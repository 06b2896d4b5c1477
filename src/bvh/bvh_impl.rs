//! This module defines the [`Bvh`] node arena and its structural operations.

use std::iter::repeat;

use log::debug;

use crate::aabb::Aabb;
use crate::bvh::{BuildOptions, Builder, BvhNode, SahBuilder};
use crate::error::BvhError;
use crate::{Point3, INVALID_INDEX};

/// The [`Bvh`] data structure. Contains the list of [`BvhNode`]s, node 0 being the root,
/// and the primitive permutation the leaves index into.
#[derive(Debug, Clone, PartialEq)]
#[cfg_attr(feature = "serde", derive(serde::Serialize, serde::Deserialize))]
pub struct Bvh {
    /// The list of nodes of the [`Bvh`]. The children of an inner node are stored
    /// contiguously, after the node itself.
    pub nodes: Vec<BvhNode>,

    /// Leaf ranges index into this array, which maps them to the caller's primitives.
    pub primitive_indices: Vec<u32>,
}

impl Default for Bvh {
    fn default() -> Bvh {
        Bvh::empty()
    }
}

impl Bvh {
    /// The tree over zero primitives: a single leaf with an empty box and no primitives.
    pub fn empty() -> Bvh {
        Bvh {
            nodes: vec![BvhNode::leaf(Aabb::empty(), 0, 0)],
            primitive_indices: Vec::new(),
        }
    }

    /// Builds a [`Bvh`] over `aabbs[i]`/`centers[i]` with the [`SahBuilder`].
    ///
    /// # Examples
    /// ```
    /// use photon_bvh::aabb::{Aabb, Bounded};
    /// use photon_bvh::bvh::{BuildOptions, Bvh};
    /// use photon_bvh::Point3;
    ///
    /// let points: Vec<Point3> = (0..100).map(|i| Point3::new(i as f32, 0.0, 0.0)).collect();
    /// let aabbs: Vec<Aabb> = points.iter().map(|p| p.aabb()).collect();
    /// let bvh = Bvh::build(&aabbs, &points, &BuildOptions::default()).unwrap();
    ///
    /// assert_eq!(bvh.primitive_indices.len(), 100);
    /// assert!(bvh.validate(&aabbs).is_ok());
    /// ```
    pub fn build(
        aabbs: &[Aabb],
        centers: &[Point3],
        options: &BuildOptions,
    ) -> Result<Bvh, BvhError> {
        SahBuilder.build(aabbs, centers, options)
    }

    /// Returns true if the tree references no primitives.
    pub fn is_empty(&self) -> bool {
        self.primitive_indices.is_empty()
    }

    /// The box of the root node.
    pub fn root_aabb(&self) -> Aabb {
        self.nodes.first().map_or(Aabb::empty(), |node| *node.aabb())
    }

    /// Number of levels of the tree. A tree which is a single leaf has depth 1.
    pub fn depth(&self) -> usize {
        let mut depths = vec![0usize; self.nodes.len()];
        let mut max_depth = 0;
        for (index, node) in self.nodes.iter().enumerate() {
            let depth = if index == 0 { 1 } else { depths[index] };
            max_depth = max_depth.max(depth);
            for child in node.children() {
                depths[child] = depth + 1;
            }
        }
        max_depth
    }

    /// Returns the parent of every node, [`INVALID_INDEX`] for the root. One scan over the
    /// child ranges of all inner nodes.
    pub fn parents(&self) -> Vec<u32> {
        let mut parents = vec![INVALID_INDEX; self.nodes.len()];
        for (index, node) in self.nodes.iter().enumerate() {
            for child in node.children() {
                parents[child] = index as u32;
            }
        }
        parents
    }

    /// Recomputes every node box from `primitive_aabbs`, keeping the topology.
    /// Children are stored after their parents, so one backwards pass suffices.
    pub fn refit(&mut self, primitive_aabbs: &[Aabb]) {
        for index in (0..self.nodes.len()).rev() {
            let node = &self.nodes[index];
            let aabb = if node.is_leaf() {
                self.primitive_indices[node.primitives()]
                    .iter()
                    .fold(Aabb::empty(), |aabb, primitive| {
                        aabb.join(&primitive_aabbs[*primitive as usize])
                    })
            } else {
                self.nodes[node.children()]
                    .iter()
                    .fold(Aabb::empty(), |aabb, child| aabb.join(child.aabb()))
            };
            *self.nodes[index].aabb_mut() = aabb;
        }
    }

    /// Checks the builder contract against the primitive boxes the tree was built from:
    /// children are stored after their parent, every node but the root has exactly one
    /// parent, all ranges are in bounds, the leaves reference every primitive exactly once,
    /// and every box is the union of the boxes below it.
    pub fn validate(&self, primitive_aabbs: &[Aabb]) -> Result<(), BvhError> {
        let invalid = |node: usize, reason: String| Err(BvhError::InvalidTree { node, reason });

        if self.nodes.is_empty() {
            return invalid(0, "there is no root node".into());
        }
        if self.primitive_indices.len() != primitive_aabbs.len() {
            return invalid(
                0,
                format!(
                    "permutation has {} entries for {} primitives",
                    self.primitive_indices.len(),
                    primitive_aabbs.len()
                ),
            );
        }

        let mut parents = vec![INVALID_INDEX; self.nodes.len()];
        let mut slot_seen = vec![false; self.primitive_indices.len()];
        let mut primitive_seen = vec![false; primitive_aabbs.len()];

        for (index, node) in self.nodes.iter().enumerate() {
            let expected = match node {
                BvhNode::Internal { children_count, .. } => {
                    let children = node.children();
                    if *children_count == 0 {
                        return invalid(index, "inner node without children".into());
                    }
                    if children.start <= index {
                        return invalid(index, "children must be stored after their parent".into());
                    }
                    if children.end > self.nodes.len() {
                        return invalid(index, format!("child range {children:?} out of bounds"));
                    }
                    let mut joint = Aabb::empty();
                    for child in children {
                        if parents[child] != INVALID_INDEX {
                            return invalid(child, "node has two parents".into());
                        }
                        parents[child] = index as u32;
                        joint.join_mut(self.nodes[child].aabb());
                    }
                    joint
                }
                BvhNode::Leaf { .. } => {
                    let slots = node.primitives();
                    if slots.end > self.primitive_indices.len() {
                        return invalid(index, format!("primitive range {slots:?} out of bounds"));
                    }
                    let mut joint = Aabb::empty();
                    for slot in slots {
                        if slot_seen[slot] {
                            return invalid(index, format!("slot {slot} is referenced twice"));
                        }
                        slot_seen[slot] = true;
                        let primitive = self.primitive_indices[slot] as usize;
                        if primitive >= primitive_aabbs.len() || primitive_seen[primitive] {
                            return invalid(
                                index,
                                format!("slot {slot} holds invalid or repeated primitive {primitive}"),
                            );
                        }
                        primitive_seen[primitive] = true;
                        joint.join_mut(&primitive_aabbs[primitive]);
                    }
                    joint
                }
            };
            if expected != *node.aabb() {
                return invalid(
                    index,
                    format!("box {} is not the union {} of its contents", node.aabb(), expected),
                );
            }
        }

        if let Some(orphan) = (1..self.nodes.len()).find(|index| parents[*index] == INVALID_INDEX) {
            return invalid(orphan, "node is not reachable from the root".into());
        }
        if let Some(slot) = slot_seen.iter().position(|seen| !seen) {
            return invalid(0, format!("slot {slot} is not referenced by any leaf"));
        }
        Ok(())
    }

    /// Logs the [`Bvh`] in a tree-like visualization at debug level.
    pub fn pretty_print(&self) {
        self.print_node(0, 0);
    }

    fn print_node(&self, node_index: usize, depth: usize) {
        let padding: String = repeat(" ").take(depth).collect();
        match self.nodes[node_index] {
            BvhNode::Internal { aabb, .. } => {
                debug!("{}node={} {}", padding, node_index, aabb);
                for child in self.nodes[node_index].children() {
                    self.print_node(child, depth + 1);
                }
            }
            BvhNode::Leaf { aabb, .. } => {
                let primitives = &self.primitive_indices[self.nodes[node_index].primitives()];
                debug!("{}leaf={} {} primitives={:?}", padding, node_index, aabb, primitives);
            }
        }
    }
}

* **Activity**
Show the lines above that include "String".

* **Written solution**
        let invalid = |node: usize, reason: String| Err(BvhError::InvalidTree { node, reason });
        let padding: String = repeat(" ").take(depth).collect();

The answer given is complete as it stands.